--- PROVIDED MATERIAL ---
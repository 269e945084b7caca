pub mod auth;
pub mod backend;
pub mod config;
pub mod error;
pub mod logging;
pub mod models;
pub mod resource;
pub mod schema;
pub mod storage;
pub mod utils;

// Re-export commonly used types for easier access
pub use auth::{Session, SessionStore, TokenProvider};
pub use backend::{ApiSurface, AuthApi, HttpGateway, PersonApi};
pub use error::{AppError, AppResult};
pub use models::{Person, PersonDraft, Principal};
pub use resource::PersonWorkflow;
use omnifetch_core::{Params, RetrieveError, Retriever};
use omnifetch_providers::{parse_routes, Settings, TransportRetriever};
use serde_json::json;

#[test]
fn reads_routes_with_duration_and_distance() {
    let payload = json!({
        "routes": [
            {
                "summary": "Best Route",
                "legs": [
                    {"duration": {"text": "25 mins"}, "distance": {"text": "10 km"}}
                ]
            },
            {
                "name": "Coastal Road",
                "legs": [
                    {"duration": {"value": 2400}, "distance": "38 km"}
                ]
            }
        ]
    });

    let documents = parse_routes(&payload, 5);
    assert_eq!(documents.len(), 2);

    assert!(documents[0].content.contains("Best Route"));
    assert!(documents[0].content.contains("Duration: 25 mins"));
    assert!(documents[0].content.contains("Distance: 10 km"));
    assert_eq!(documents[0].score, 1.0);
    assert_eq!(documents[0].metadata["index"], 1);

    // `value`/bare-string fields are normalized too; rank decay applies.
    assert!(documents[1].content.contains("Coastal Road"));
    assert!(documents[1].content.contains("Duration: 2400"));
    assert!(documents[1].content.contains("Distance: 38 km"));
    assert_eq!(documents[1].score, 0.5);
}

#[test]
fn routes_without_summary_get_a_placeholder() {
    let payload = json!({"routes": [{"legs": []}]});
    let documents = parse_routes(&payload, 5);
    assert_eq!(documents[0].content, "Route 1");
}

#[test]
fn limit_is_honored() {
    let payload = json!({"routes": [{"summary": "A"}, {"summary": "B"}, {"summary": "C"}]});
    assert_eq!(parse_routes(&payload, 2).len(), 2);
}

#[tokio::test]
async fn missing_destination_is_a_validation_error() {
    let settings = Settings::builder().transport_api_key("demo").build();
    let retriever = TransportRetriever::new(&settings).unwrap();

    let err = retriever
        .retrieve("Central", Params::new())
        .await
        .unwrap_err();
    assert!(matches!(err, RetrieveError::Validation(_)));
}

#[tokio::test]
async fn missing_api_key_is_a_configuration_error() {
    let settings = Settings::builder().build();
    let retriever = TransportRetriever::new(&settings).unwrap();

    let err = retriever
        .retrieve("Central", Params::new().with("destination", "HKUST"))
        .await
        .unwrap_err();
    assert!(matches!(err, RetrieveError::Configuration(_)));
}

--- EXERCISE INSTRUCTIONS ---
In the records above, locate the lines holding the word "score". Copy each of them.

--- ANSWER AREA ---
    assert_eq!(documents[0].score, 1.0);
    assert_eq!(documents[1].score, 0.5);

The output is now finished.